AIM OF THE TASK » Go to the line holding "configured row order." in the entries below and write out exactly every line down to and including the line holding "assert_eq!(header.height as usize, rows);".

*** Opening of GIVEN DATA ***

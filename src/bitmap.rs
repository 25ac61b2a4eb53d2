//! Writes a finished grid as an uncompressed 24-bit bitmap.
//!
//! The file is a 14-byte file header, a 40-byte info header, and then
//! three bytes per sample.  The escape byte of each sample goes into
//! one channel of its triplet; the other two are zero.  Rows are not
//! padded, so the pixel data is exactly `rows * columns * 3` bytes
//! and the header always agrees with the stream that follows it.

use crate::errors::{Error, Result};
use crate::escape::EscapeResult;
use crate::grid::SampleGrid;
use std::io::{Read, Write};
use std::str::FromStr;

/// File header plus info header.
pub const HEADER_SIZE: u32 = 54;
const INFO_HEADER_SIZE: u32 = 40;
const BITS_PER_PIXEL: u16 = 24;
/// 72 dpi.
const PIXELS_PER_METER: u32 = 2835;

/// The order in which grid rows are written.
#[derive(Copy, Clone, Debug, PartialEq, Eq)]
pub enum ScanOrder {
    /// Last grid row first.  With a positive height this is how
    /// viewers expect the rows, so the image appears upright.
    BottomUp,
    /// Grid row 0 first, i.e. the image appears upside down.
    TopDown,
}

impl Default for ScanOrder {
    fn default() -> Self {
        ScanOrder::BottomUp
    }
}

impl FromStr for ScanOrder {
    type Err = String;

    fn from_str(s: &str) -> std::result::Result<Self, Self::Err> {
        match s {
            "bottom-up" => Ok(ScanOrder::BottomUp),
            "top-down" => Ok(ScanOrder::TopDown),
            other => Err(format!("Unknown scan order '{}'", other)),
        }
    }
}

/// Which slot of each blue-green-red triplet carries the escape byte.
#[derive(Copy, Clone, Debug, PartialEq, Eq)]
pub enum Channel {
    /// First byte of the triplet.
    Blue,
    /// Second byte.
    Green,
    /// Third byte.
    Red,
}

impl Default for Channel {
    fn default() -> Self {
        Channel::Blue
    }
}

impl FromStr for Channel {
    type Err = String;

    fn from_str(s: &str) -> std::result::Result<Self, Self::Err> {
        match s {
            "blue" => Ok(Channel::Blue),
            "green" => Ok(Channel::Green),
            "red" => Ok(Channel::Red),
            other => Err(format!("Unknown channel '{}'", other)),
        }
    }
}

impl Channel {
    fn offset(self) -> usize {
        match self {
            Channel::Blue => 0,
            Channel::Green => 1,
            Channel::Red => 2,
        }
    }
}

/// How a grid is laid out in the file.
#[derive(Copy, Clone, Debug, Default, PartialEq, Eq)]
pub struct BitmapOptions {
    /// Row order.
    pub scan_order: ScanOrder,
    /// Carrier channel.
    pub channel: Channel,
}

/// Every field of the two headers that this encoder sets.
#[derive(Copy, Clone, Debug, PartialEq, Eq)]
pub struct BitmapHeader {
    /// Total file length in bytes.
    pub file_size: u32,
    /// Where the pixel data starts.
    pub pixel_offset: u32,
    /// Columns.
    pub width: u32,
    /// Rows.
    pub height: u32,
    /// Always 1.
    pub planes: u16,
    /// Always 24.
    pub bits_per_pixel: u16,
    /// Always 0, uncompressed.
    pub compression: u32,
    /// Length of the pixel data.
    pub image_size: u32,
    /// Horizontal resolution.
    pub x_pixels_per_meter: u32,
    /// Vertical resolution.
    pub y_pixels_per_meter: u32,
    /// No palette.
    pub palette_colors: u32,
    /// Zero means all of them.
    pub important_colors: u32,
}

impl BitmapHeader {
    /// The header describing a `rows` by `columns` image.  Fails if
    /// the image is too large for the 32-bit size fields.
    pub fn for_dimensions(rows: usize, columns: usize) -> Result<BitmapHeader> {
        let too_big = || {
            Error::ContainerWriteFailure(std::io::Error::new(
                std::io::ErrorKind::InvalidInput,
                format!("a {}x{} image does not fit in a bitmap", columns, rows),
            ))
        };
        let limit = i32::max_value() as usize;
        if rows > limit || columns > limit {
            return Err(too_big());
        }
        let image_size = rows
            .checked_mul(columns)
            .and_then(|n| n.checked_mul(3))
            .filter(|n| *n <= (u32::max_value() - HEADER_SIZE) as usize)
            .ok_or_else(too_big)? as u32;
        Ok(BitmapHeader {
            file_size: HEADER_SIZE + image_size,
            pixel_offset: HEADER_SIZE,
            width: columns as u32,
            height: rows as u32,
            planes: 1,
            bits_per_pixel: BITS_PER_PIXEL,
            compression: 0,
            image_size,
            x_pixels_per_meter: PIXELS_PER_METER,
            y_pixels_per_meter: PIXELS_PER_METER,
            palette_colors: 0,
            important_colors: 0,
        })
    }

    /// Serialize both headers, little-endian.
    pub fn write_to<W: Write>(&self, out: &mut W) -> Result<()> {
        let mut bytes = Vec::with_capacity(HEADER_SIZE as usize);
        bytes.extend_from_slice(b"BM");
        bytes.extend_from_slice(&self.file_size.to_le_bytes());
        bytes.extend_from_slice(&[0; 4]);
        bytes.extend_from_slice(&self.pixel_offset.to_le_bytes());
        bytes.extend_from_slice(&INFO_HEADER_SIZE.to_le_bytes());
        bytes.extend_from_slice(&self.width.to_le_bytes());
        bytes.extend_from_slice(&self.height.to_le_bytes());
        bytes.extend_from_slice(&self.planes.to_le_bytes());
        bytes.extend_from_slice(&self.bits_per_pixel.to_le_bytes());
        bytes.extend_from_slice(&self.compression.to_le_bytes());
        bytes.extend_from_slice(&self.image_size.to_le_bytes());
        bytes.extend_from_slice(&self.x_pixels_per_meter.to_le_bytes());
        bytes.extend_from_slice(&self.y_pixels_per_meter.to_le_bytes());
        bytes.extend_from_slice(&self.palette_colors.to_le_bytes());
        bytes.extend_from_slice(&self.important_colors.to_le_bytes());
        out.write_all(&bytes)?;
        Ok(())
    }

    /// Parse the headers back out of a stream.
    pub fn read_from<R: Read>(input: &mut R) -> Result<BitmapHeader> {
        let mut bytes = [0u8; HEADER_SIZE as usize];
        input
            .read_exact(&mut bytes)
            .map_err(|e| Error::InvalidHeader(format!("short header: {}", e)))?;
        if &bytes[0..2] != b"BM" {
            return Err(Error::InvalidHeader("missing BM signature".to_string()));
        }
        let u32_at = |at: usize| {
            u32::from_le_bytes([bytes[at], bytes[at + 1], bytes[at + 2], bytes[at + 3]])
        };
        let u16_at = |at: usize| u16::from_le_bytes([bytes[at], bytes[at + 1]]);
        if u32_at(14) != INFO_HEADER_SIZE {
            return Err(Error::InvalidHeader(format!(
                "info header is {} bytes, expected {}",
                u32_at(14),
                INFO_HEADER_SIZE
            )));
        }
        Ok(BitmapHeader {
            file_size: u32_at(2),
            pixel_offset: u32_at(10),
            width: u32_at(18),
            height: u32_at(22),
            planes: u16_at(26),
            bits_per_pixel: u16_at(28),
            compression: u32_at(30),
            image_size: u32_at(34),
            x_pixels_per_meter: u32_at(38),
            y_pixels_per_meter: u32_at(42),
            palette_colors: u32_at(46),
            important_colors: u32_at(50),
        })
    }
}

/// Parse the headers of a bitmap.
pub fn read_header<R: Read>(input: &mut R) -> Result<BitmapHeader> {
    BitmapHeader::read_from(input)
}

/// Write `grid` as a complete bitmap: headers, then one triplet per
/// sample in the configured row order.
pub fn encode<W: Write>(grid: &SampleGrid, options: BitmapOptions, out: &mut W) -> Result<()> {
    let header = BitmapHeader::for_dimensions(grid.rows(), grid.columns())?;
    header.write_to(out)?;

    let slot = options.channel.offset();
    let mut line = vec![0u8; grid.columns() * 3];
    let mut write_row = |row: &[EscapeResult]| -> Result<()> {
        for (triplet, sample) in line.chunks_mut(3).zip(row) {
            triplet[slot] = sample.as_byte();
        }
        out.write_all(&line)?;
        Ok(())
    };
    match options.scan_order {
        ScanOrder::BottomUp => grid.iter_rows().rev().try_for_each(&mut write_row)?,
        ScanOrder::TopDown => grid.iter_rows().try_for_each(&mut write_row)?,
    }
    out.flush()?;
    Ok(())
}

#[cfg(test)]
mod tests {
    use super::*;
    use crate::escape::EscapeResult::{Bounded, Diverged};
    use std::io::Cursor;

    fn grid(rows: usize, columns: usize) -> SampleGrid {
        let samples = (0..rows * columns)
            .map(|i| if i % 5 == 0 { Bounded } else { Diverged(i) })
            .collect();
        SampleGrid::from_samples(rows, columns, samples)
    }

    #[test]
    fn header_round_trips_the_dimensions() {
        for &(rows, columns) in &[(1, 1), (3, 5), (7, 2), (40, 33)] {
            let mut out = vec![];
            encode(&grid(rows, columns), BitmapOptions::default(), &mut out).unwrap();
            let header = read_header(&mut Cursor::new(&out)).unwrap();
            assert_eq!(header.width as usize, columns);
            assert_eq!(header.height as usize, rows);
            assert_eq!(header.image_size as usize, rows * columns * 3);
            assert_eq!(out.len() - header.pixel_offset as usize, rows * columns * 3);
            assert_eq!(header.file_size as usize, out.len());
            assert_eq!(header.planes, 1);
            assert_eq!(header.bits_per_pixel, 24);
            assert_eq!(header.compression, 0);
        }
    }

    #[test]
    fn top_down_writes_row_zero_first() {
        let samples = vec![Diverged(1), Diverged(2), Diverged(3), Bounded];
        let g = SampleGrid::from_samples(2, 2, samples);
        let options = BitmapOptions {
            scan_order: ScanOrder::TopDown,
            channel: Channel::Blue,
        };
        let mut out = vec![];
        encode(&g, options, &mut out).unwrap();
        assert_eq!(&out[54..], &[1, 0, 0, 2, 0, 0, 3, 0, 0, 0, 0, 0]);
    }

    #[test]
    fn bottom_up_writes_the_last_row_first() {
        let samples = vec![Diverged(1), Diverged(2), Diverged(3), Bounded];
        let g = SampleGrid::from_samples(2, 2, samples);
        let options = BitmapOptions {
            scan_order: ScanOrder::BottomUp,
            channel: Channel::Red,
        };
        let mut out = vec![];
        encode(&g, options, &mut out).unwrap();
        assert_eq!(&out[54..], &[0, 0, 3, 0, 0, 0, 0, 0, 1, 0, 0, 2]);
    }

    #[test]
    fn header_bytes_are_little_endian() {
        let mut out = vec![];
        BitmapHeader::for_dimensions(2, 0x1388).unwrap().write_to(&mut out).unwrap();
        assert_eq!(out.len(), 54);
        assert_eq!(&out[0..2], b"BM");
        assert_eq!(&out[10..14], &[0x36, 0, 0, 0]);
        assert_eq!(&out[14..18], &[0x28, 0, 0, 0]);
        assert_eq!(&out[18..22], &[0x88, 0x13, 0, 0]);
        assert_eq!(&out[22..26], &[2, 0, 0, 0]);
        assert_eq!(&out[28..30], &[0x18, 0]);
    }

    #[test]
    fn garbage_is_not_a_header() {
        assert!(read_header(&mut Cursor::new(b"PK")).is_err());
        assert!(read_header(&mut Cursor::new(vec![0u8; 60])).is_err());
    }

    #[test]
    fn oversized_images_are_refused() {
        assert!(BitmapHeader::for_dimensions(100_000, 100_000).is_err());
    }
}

*** Close of GIVEN DATA ***

ANSWER SECTION »
/// sample in the configured row order.
pub fn encode<W: Write>(grid: &SampleGrid, options: BitmapOptions, out: &mut W) -> Result<()> {
    let header = BitmapHeader::for_dimensions(grid.rows(), grid.columns())?;
    header.write_to(out)?;

    let slot = options.channel.offset();
    let mut line = vec![0u8; grid.columns() * 3];
    let mut write_row = |row: &[EscapeResult]| -> Result<()> {
        for (triplet, sample) in line.chunks_mut(3).zip(row) {
            triplet[slot] = sample.as_byte();
        }
        out.write_all(&line)?;
        Ok(())
    };
    match options.scan_order {
        ScanOrder::BottomUp => grid.iter_rows().rev().try_for_each(&mut write_row)?,
        ScanOrder::TopDown => grid.iter_rows().try_for_each(&mut write_row)?,
    }
    out.flush()?;
    Ok(())
}

#[cfg(test)]
mod tests {
    use super::*;
    use crate::escape::EscapeResult::{Bounded, Diverged};
    use std::io::Cursor;

    fn grid(rows: usize, columns: usize) -> SampleGrid {
        let samples = (0..rows * columns)
            .map(|i| if i % 5 == 0 { Bounded } else { Diverged(i) })
            .collect();
        SampleGrid::from_samples(rows, columns, samples)
    }

    #[test]
    fn header_round_trips_the_dimensions() {
        for &(rows, columns) in &[(1, 1), (3, 5), (7, 2), (40, 33)] {
            let mut out = vec![];
            encode(&grid(rows, columns), BitmapOptions::default(), &mut out).unwrap();
            let header = read_header(&mut Cursor::new(&out)).unwrap();
            assert_eq!(header.width as usize, columns);
            assert_eq!(header.height as usize, rows);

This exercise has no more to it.